Desde que tenía uso de razón el contar objetos, situaciones,
insultos, y humillaciones, se había convertido en su oficio de
vida.
− ¡Uno,
dos, tres, cuatro, cinco, seis, siete, ocho, nueve...
cien!. −le hacía
repetir su
padre.
Su padre la enseñó a contar. Las lecciones fueron tan repetitivas
que ya a los 4 años podía contar hasta mucho más allá de cien.
− Ciento
uno, ciento dos, ciento tres... −gritaba todas las
noches.
Y con cada número un grito, una marca imborrable, un llanto eterno.

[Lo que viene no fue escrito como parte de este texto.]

//! Sales domain module (event-sourced).
//!
//! A sale is the revenue-side record of units leaving the building: what
//! was sold, at what price, against what cost. Order-derived sales link
//! back to their order and are recorded at most once per order; manual
//! sales (walk-in, phone) stand alone.

pub mod sale;

pub use sale::{
    RecordSale, Sale, SaleCommand, SaleEvent, SaleId, SaleLine, SaleRecorded,
    SALE_AGGREGATE_TYPE,
};
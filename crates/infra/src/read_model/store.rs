use std::collections::HashMap;
use std::hash::Hash;
use std::sync::Arc;
use std::sync::RwLock;

/// Key/value store abstraction for disposable read models.
///
/// Read models are rebuildable from the event stream, so implementations
/// only have to be fast and current, never authoritative. The same trait
/// backs the cart store, which is genuinely mutable state (carts are not
/// event-sourced); `remove` exists for it.
pub trait ReadModelStore<K, V>: Send + Sync {
    fn get(&self, key: &K) -> Option<V>;
    fn upsert(&self, key: K, value: V);
    fn remove(&self, key: &K);
    fn list(&self) -> Vec<V>;
    /// Drop every record (rebuild support).
    fn clear(&self);
}

impl<K, V, S> ReadModelStore<K, V> for Arc<S>
where
    S: ReadModelStore<K, V> + ?Sized,
{
    fn get(&self, key: &K) -> Option<V> {
        (**self).get(key)
    }

    fn upsert(&self, key: K, value: V) {
        (**self).upsert(key, value)
    }

    fn remove(&self, key: &K) {
        (**self).remove(key)
    }

    fn list(&self) -> Vec<V> {
        (**self).list()
    }

    fn clear(&self) {
        (**self).clear()
    }
}

/// In-memory keyed store for tests/dev.
#[derive(Debug)]
pub struct InMemoryReadModelStore<K, V> {
    inner: RwLock<HashMap<K, V>>,
}

impl<K, V> InMemoryReadModelStore<K, V> {
    pub fn new() -> Self {
        Self {
            inner: RwLock::new(HashMap::new()),
        }
    }
}

impl<K, V> Default for InMemoryReadModelStore<K, V> {
    fn default() -> Self {
        Self::new()
    }
}

impl<K, V> ReadModelStore<K, V> for InMemoryReadModelStore<K, V>
where
    K: Clone + Eq + Hash + Send + Sync + 'static,
    V: Clone + Send + Sync + 'static,
{
    fn get(&self, key: &K) -> Option<V> {
        let map = self.inner.read().ok()?;
        map.get(key).cloned()
    }

    fn upsert(&self, key: K, value: V) {
        if let Ok(mut map) = self.inner.write() {
            map.insert(key, value);
        }
    }

    fn remove(&self, key: &K) {
        if let Ok(mut map) = self.inner.write() {
            map.remove(key);
        }
    }

    fn list(&self) -> Vec<V> {
        match self.inner.read() {
            Ok(map) => map.values().cloned().collect(),
            Err(_) => vec![],
        }
    }

    fn clear(&self) {
        if let Ok(mut map) = self.inner.write() {
            map.clear();
        }
    }
}

#[cfg(test)]
mod tests {
    use super::*;

    #[test]
    fn upsert_get_remove_roundtrip() {
        let store: InMemoryReadModelStore<String, u64> = InMemoryReadModelStore::new();
        store.upsert("a".to_string(), 1);
        store.upsert("a".to_string(), 2);
        store.upsert("b".to_string(), 3);

        assert_eq!(store.get(&"a".to_string()), Some(2));
        assert_eq!(store.list().len(), 2);

        store.remove(&"a".to_string());
        assert_eq!(store.get(&"a".to_string()), None);

        store.clear();
        assert!(store.list().is_empty());
    }
}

Y con cada noche un sueño roto, un no a la esperanza. Y con cada
grito un sí al odio, al dolor, a la muerte...
“Hace veinte años contaba golpes, hoy cuento los minutos”; eso
pensaba mientras se dirigía a la puerta gris que estaba al final del
pasillo de losetas blancas.
−Menos quince minutos, menos catorce minutos. −paró su conteo
mental al llegar a la puerta gris.
Miró de nuevo hacia el piso. Algo le llamó la atención: una loseta
agrietada. Como un fantasma llegó a su mente ese mismo retrato.

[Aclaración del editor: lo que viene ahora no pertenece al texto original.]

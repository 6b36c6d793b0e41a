use serde::{Deserialize, Serialize};
use uuid::Uuid;

use shopforge_core::AggregateId;

/// Envelope for an event, containing stream metadata.
///
/// This is the unit you persist/append to an event stream.
///
/// Notes:
/// - **Append-only**: `sequence_number` is intended to be monotonically increasing per stream.
/// - `payload` is the domain-agnostic event payload.
#[derive(Debug, Clone, PartialEq, Eq, Serialize, Deserialize)]
pub struct EventEnvelope<E> {
    event_id: Uuid,

    aggregate_id: AggregateId,
    aggregate_type: String,

    /// Monotonically increasing position in the aggregate stream.
    sequence_number: u64,

    payload: E,
}

impl<E> EventEnvelope<E> {
    pub fn new(
        event_id: Uuid,
        aggregate_id: AggregateId,
        aggregate_type: impl Into<String>,
        sequence_number: u64,
        payload: E,
    ) -> Self {
        Self {
            event_id,
            aggregate_id,
            aggregate_type: aggregate_type.into(),
            sequence_number,
            payload,
        }
    }

    pub fn event_id(&self) -> Uuid {
        self.event_id
    }

    pub fn aggregate_id(&self) -> AggregateId {
        self.aggregate_id
    }

    pub fn aggregate_type(&self) -> &str {
        &self.aggregate_type
    }

    pub fn sequence_number(&self) -> u64 {
        self.sequence_number
    }

    pub fn payload(&self) -> &E {
        &self.payload
    }

    pub fn into_payload(self) -> E {
        self.payload
    }
}
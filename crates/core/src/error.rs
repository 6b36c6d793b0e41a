//! Domain error model.

use thiserror::Error;

/// Result type used across the domain layer.
pub type DomainResult<T> = Result<T, DomainError>;

/// Domain-level error.
///
/// Keep this focused on deterministic, business/domain failures (validation,
/// invariants, conflicts). Infrastructure concerns belong elsewhere.
#[derive(Debug, Error, Clone, PartialEq, Eq)]
pub enum DomainError {
    /// A value failed validation (e.g. malformed input).
    #[error("validation failed: {0}")]
    Validation(String),

    /// A domain invariant was violated.
    #[error("invariant violated: {0}")]
    InvariantViolation(String),

    /// An identifier was invalid (e.g. parse failure).
    #[error("invalid identifier: {0}")]
    InvalidId(String),

    /// A requested resource was not found (domain-level).
    #[error("not found")]
    NotFound,

    /// A conflict occurred (e.g. stale version / optimistic concurrency).
    #[error("conflict: {0}")]
    Conflict(String),

    /// Requested quantity exceeds what the stock record holds.
    ///
    /// Overdraw is always an error, never a silent clamp; every caller that
    /// consumes stock gets the same answer.
    #[error("insufficient stock: requested {requested}, available {available}")]
    InsufficientStock { requested: u64, available: u64 },

    /// Authorization failure at the domain boundary.
    #[error("unauthorized")]
    Unauthorized,
}

impl DomainError {
    pub fn validation(msg: impl Into<String>) -> Self {
        Self::Validation(msg.into())
    }

    pub fn invariant(msg: impl Into<String>) -> Self {
        Self::InvariantViolation(msg.into())
    }

    pub fn invalid_id(msg: impl Into<String>) -> Self {
        Self::InvalidId(msg.into())
    }

    pub fn conflict(msg: impl Into<String>) -> Self {
        Self::Conflict(msg.into())
    }

    pub fn not_found() -> Self {
        Self::NotFound
    }

    pub fn insufficient_stock(requested: u64, available: u64) -> Self {
        Self::InsufficientStock {
            requested,
            available,
        }
    }
}
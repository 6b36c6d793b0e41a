//! `shopforge-core` — domain foundation building blocks.
//!
//! This crate contains **pure domain** primitives (no infrastructure concerns).

pub mod aggregate;
pub mod entity;
pub mod error;
pub mod id;
pub mod value_object;

pub use aggregate::{Aggregate, AggregateRoot, ExpectedVersion};
pub use entity::Entity;
pub use error::{DomainError, DomainResult};
pub use id::AggregateId;
pub use value_object::ValueObject;
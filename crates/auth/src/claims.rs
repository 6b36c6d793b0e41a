use chrono::{DateTime, Utc};
use serde::{Deserialize, Serialize};
use thiserror::Error;

use crate::Role;

/// JWT claims model (transport-agnostic).
///
/// The minimal set of claims the shop expects once a token has been decoded
/// and its signature verified. Timestamps are seconds since the epoch, as
/// JWT convention dictates.
#[derive(Debug, Clone, PartialEq, Eq, Serialize, Deserialize)]
pub struct JwtClaims {
    /// Subject / principal identifier.
    pub sub: String,

    /// Role granted to the subject.
    pub role: Role,

    /// Issued-at timestamp (seconds).
    pub iat: i64,

    /// Expiration timestamp (seconds).
    pub exp: i64,
}

#[derive(Debug, Error, Clone, PartialEq, Eq)]
pub enum TokenValidationError {
    #[error("token is malformed: {0}")]
    Malformed(String),

    #[error("token signature is invalid")]
    InvalidSignature,

    #[error("token has expired")]
    Expired,

    #[error("token not yet valid (iat is in the future)")]
    NotYetValid,

    #[error("invalid token time window (exp <= iat)")]
    InvalidTimeWindow,

    #[error("unknown role: {0}")]
    UnknownRole(String),

    #[error("subject cannot be empty")]
    EmptySubject,
}

/// Deterministically validate JWT claims.
///
/// Signature verification / decoding is [`crate::jwt`]'s job; this checks
/// the *claims* only, against an injected clock so it stays testable.
pub fn validate_claims(claims: &JwtClaims, now: DateTime<Utc>) -> Result<(), TokenValidationError> {
    if claims.sub.trim().is_empty() {
        return Err(TokenValidationError::EmptySubject);
    }
    if claims.exp <= claims.iat {
        return Err(TokenValidationError::InvalidTimeWindow);
    }
    let now = now.timestamp();
    if now < claims.iat {
        return Err(TokenValidationError::NotYetValid);
    }
    if now >= claims.exp {
        return Err(TokenValidationError::Expired);
    }
    Ok(())
}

Una noche su padre la arrancó de la cama en la que dormía. Luego la
rebotó sobre el piso. ¡Uno! ¡Dos! ¡Tres!... Decenas de golpes
que sonaban como los cocos que su padre abría para preparar aceite
que luego vendía, o que a veces usaba para quemarla cuando estaba
demasiado borracho para pegarle o violarla. Por eso nunca pudo
probar nada que tuviera coco como ingrediente, ya que relacionaba su
sabor con el de la sangre que casi siempre escupía luego del ritual
nocturno. Mientras era golpeada, se entretenía mirando la sangre
incrustarse por las grietas de la loseta blanca donde siempre caía
su rostro de imán, y las comparaba con la tinta de un tatuaje en las
arrugas de una piel envejecida. Esa loseta blanca con los años fue
tornándose en un hermoso y absurdo color rosa. Esto le parecía otra
burla a su vida.
El fantasma se fue al abrir la puerta y escuchar los murmullos de
todos los que la esperaban. La prensa, el cura, su padre... Lo miró
y le sonrió en postura de triunfo. Se sentó en la única silla vacía.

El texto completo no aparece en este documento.